Wehr Nature Center has some high quality examples of natural areas, along with many areas with very high potential for restoration. The center is situated in a part of Wisconsin where naturally occurring wildfires historically self-extinguished due to increased overall moisture (Figure 1).
As a result Wehr has a unique set of natural communities with some of them dependent on fire for maintenance and some of them infrequently dependent. The most marked example is savanna-like Oak Opening with open grown oak trees and small prairie-like areas adjacent to sections of Southern Dry-mesic Forest with Sugar Maples and Basswood trees.

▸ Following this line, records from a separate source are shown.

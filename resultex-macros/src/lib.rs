extern crate proc_macro;

use proc_macro::TokenStream;
use quote::{format_ident, quote};
use syn::{
    parse_macro_input, FnArg, GenericArgument, ItemFn, Pat, PathArguments,
    ReturnType, Type,
};

/// #[result_fn] - Lift an async function returning `Result` into `AsyncResult`
///
/// The body moves into a hidden `<name>_original_impl` async function and the
/// annotated function becomes a plain function returning
/// `resultex::AsyncResult<T>` that adopts the hidden function's future. The
/// error type only has to convert into `resultex::Error`.
///
/// Example:
/// ```rust,ignore
/// #[result_fn]
/// async fn double(x: i32) -> Result<i32, String> {
///     Ok(x * 2)
/// }
///
/// let doubled = double(21).on_success_map(|v| v + 1).await;
/// ```
///
/// Arguments must be plain identifiers and are moved into the future, so the
/// generated function is only usable with owned `'static` arguments.
#[proc_macro_attribute]
pub fn result_fn(args: TokenStream, item: TokenStream) -> TokenStream {
    if !args.is_empty() {
        let args = proc_macro2::TokenStream::from(args);
        return syn::Error::new_spanned(args, "#[result_fn] takes no arguments")
            .to_compile_error()
            .into();
    }

    let input_fn = parse_macro_input!(item as ItemFn);
    match expand(input_fn) {
        Ok(expanded) => TokenStream::from(expanded),
        Err(error) => error.to_compile_error().into(),
    }
}

fn expand(input_fn: ItemFn) -> syn::Result<proc_macro2::TokenStream> {
    let sig = &input_fn.sig;

    if sig.asyncness.is_none() {
        return Err(syn::Error::new_spanned(
            sig.fn_token,
            "#[result_fn] can only be applied to async functions",
        ));
    }

    let return_type = match &sig.output {
        ReturnType::Type(_, ty) => ty,
        ReturnType::Default => {
            return Err(syn::Error::new_spanned(
                sig,
                "Function must return a Result",
            ));
        }
    };
    let value_type = result_value_type(return_type)?;

    let mut arg_names = Vec::new();
    let mut wrapper_inputs = sig.inputs.clone();
    for input in wrapper_inputs.iter_mut() {
        match input {
            FnArg::Receiver(receiver) => {
                return Err(syn::Error::new_spanned(
                    receiver,
                    "#[result_fn] does not support methods",
                ));
            }
            FnArg::Typed(typed) => match typed.pat.as_mut() {
                Pat::Ident(pat) if pat.by_ref.is_none() && pat.subpat.is_none() => {
                    // The wrapper only forwards the argument
                    pat.mutability = None;
                    arg_names.push(pat.ident.clone());
                }
                other => {
                    return Err(syn::Error::new_spanned(
                        other,
                        "#[result_fn] arguments must be plain identifiers",
                    ));
                }
            },
        }
    }

    let fn_attrs = &input_fn.attrs;
    let fn_vis = &input_fn.vis;
    let fn_name = &sig.ident;
    let fn_inputs = &sig.inputs;
    let fn_body = &input_fn.block;
    let (impl_generics, _, where_clause) = sig.generics.split_for_impl();

    // Create hidden function name for original implementation
    let original_impl_name = format_ident!("{}_original_impl", fn_name);

    Ok(quote! {
        // Hidden original implementation
        #[doc(hidden)]
        async fn #original_impl_name #impl_generics (#fn_inputs) -> #return_type #where_clause #fn_body

        #(#fn_attrs)*
        #fn_vis fn #fn_name #impl_generics (#wrapper_inputs) -> ::resultex::AsyncResult<#value_type> #where_clause {
            ::resultex::AsyncResult::from_future(#original_impl_name(#(#arg_names),*))
        }
    })
}

/// The `T` of a `Result<T, E>` or `Outcome<T>` return type, whatever path it
/// is spelled with
fn result_value_type(ty: &Type) -> syn::Result<&Type> {
    let not_a_result = || syn::Error::new_spanned(ty, "Function must return a Result<T, E>");

    let Type::Path(path) = ty else {
        return Err(not_a_result());
    };
    let Some(last) = path.path.segments.last() else {
        return Err(not_a_result());
    };
    if last.ident != "Result" && last.ident != "Outcome" {
        return Err(not_a_result());
    }
    let PathArguments::AngleBracketed(generics) = &last.arguments else {
        return Err(not_a_result());
    };

    generics
        .args
        .iter()
        .find_map(|arg| match arg {
            GenericArgument::Type(value) => Some(value),
            _ => None,
        })
        .ok_or_else(not_a_result)
}

// No tests in proc macro crate - they can't use the macros defined here
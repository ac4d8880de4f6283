//! Fluent wrapper around an asynchronous computation
//!
//! [`AsyncResult`] owns a single boxed future that settles to an
//! [`Outcome`]. Every chaining operation consumes the receiver and returns a
//! new handle over a derived future, so a chain can never be aliased.
//! Nothing runs until the result is awaited, [`run`](AsyncResult::run) or
//! [`spawn`](AsyncResult::spawn)ed.

use std::fmt;
use std::future::Future;
use std::panic::{self, AssertUnwindSafe};
use std::pin::Pin;
use std::task::{Context, Poll};
use std::time::Duration;

use futures::future::{self, BoxFuture, FutureExt};

use crate::traits::IntoAsyncResult;
use crate::{Combiner, Error, Outcome, ProcessedError};

/// Asynchronous computation settling to a value of type `T` or an [`Error`]
///
/// Failures short-circuit every success operation until a compensating
/// operation ([`on_failure_compensate`](Self::on_failure_compensate),
/// [`recover`](Self::recover), [`on_both`](Self::on_both), ...) intervenes.
/// A panic inside any callback is caught and becomes a raw failure.
///
/// # Examples
///
/// ```rust
/// use resultex::AsyncResult;
///
/// #[tokio::main]
/// async fn main() {
///     let value = AsyncResult::ok(1)
///         .ensure(|v| *v == 1, "no")
///         .on_success_map(|v| v + 1)
///         .run()
///         .await;
///
///     assert_eq!(value, Ok(2));
/// }
/// ```
#[must_use = "an AsyncResult does nothing unless it is awaited, run or spawned"]
pub struct AsyncResult<T> {
    future: BoxFuture<'static, Outcome<T>>,
}

/// Run a user callback, turning a panic into a failure
pub(crate) fn catch<R>(callback: impl FnOnce() -> R) -> Outcome<R> {
    panic::catch_unwind(AssertUnwindSafe(callback)).map_err(Error::from_panic)
}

Extensive planting was done in the woodlands through plant rescues from areas that were under threat of development, as a result there are many examples of rare plants, but there are also many rare plant species that survived many years of disturbance. Sedge meadow and related wetlands were very common before Whitnall Park was developed, and many areas are still intact and being restored.
Being next to the confluence of Mallard Creek and the Root River makes flood plain forest a very common natural community along the inlet and outlet of Mallard Lake. The lake is artificially created, but has existed for a long enough time to function similar to a naturally occurring lake. In addition to Wehr’s natural communities there is a planted prairie and savanna to mimic these community types that were not historically found at the nature center.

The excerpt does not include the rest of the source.